======== Material provided

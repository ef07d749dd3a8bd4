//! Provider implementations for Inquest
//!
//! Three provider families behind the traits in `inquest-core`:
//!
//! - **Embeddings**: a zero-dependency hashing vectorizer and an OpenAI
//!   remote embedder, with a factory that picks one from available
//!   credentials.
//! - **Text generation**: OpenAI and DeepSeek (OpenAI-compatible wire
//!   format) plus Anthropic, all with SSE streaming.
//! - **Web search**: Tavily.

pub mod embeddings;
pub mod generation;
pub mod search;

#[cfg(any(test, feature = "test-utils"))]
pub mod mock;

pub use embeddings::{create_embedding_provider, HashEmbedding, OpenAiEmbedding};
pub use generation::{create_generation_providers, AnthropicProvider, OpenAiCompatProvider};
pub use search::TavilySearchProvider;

================
======== Material provided

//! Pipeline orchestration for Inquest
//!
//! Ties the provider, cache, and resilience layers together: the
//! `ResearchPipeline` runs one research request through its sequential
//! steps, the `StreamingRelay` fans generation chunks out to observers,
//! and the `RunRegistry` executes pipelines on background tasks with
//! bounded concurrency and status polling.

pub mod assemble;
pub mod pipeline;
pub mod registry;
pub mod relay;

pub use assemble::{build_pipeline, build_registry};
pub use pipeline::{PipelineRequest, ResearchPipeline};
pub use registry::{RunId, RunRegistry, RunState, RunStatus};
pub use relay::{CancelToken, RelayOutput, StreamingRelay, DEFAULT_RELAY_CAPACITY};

================
======== Material provided

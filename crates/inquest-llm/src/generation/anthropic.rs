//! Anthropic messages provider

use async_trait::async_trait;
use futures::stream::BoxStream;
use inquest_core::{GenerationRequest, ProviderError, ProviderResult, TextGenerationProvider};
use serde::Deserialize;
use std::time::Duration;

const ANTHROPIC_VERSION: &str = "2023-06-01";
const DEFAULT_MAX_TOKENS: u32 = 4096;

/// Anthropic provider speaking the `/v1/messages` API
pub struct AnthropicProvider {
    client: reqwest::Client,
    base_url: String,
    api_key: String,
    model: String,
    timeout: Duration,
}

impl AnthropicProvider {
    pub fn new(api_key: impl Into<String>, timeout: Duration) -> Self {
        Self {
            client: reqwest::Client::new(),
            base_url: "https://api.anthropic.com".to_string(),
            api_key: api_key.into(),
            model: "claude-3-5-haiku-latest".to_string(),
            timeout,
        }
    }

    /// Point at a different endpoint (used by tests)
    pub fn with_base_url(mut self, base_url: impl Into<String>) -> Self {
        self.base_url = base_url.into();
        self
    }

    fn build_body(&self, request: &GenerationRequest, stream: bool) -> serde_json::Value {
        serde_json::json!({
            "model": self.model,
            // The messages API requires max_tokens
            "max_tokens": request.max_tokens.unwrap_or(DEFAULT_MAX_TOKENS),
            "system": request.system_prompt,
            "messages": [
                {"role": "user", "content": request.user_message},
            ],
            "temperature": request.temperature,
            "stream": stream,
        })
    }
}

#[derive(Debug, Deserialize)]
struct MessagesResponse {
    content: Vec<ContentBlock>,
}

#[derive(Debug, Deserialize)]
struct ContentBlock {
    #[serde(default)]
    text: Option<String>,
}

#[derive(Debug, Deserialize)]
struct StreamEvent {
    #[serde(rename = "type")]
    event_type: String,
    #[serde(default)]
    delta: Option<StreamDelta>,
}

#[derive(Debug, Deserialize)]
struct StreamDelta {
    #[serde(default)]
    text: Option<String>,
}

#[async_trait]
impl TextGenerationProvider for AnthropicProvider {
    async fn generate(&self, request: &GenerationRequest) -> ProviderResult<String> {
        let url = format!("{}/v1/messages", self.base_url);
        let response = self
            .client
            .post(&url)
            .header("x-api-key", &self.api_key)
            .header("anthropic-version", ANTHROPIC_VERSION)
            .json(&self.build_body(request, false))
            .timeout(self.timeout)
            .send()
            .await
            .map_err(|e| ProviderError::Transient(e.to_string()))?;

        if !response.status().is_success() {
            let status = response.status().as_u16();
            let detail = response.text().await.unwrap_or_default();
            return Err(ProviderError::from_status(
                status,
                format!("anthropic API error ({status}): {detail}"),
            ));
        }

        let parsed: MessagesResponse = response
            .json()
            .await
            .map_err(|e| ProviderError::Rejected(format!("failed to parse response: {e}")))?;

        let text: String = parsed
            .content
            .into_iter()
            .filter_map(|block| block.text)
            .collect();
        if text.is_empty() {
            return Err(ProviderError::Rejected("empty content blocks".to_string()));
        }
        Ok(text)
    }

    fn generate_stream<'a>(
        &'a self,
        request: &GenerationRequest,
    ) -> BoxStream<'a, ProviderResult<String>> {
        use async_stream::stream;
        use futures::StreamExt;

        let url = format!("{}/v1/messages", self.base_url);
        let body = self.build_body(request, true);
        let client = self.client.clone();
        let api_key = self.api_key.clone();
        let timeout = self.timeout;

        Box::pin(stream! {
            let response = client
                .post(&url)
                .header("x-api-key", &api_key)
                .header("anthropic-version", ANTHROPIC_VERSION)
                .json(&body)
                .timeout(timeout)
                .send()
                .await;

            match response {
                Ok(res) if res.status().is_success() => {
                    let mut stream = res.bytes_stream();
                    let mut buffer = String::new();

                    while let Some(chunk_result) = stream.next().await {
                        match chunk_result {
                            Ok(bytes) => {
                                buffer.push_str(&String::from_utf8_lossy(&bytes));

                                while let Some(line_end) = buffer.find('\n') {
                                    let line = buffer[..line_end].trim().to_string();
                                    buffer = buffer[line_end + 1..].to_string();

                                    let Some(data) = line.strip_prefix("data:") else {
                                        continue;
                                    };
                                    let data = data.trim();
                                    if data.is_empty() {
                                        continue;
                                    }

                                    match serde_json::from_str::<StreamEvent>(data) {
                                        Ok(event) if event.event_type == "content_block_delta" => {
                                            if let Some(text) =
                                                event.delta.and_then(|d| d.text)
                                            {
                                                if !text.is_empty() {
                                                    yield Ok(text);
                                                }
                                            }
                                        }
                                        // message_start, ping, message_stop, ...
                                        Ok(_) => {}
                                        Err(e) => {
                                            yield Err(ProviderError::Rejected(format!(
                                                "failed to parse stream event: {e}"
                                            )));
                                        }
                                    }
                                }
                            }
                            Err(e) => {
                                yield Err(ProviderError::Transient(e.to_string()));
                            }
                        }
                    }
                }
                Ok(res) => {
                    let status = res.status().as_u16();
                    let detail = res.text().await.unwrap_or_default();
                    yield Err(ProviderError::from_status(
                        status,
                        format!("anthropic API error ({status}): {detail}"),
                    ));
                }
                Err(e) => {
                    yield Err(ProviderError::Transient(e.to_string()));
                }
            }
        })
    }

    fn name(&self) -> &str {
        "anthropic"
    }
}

================

> Directions for this task
Across the records above, how many lines hold the string "data"? The number alone will do.

> Worked solution
4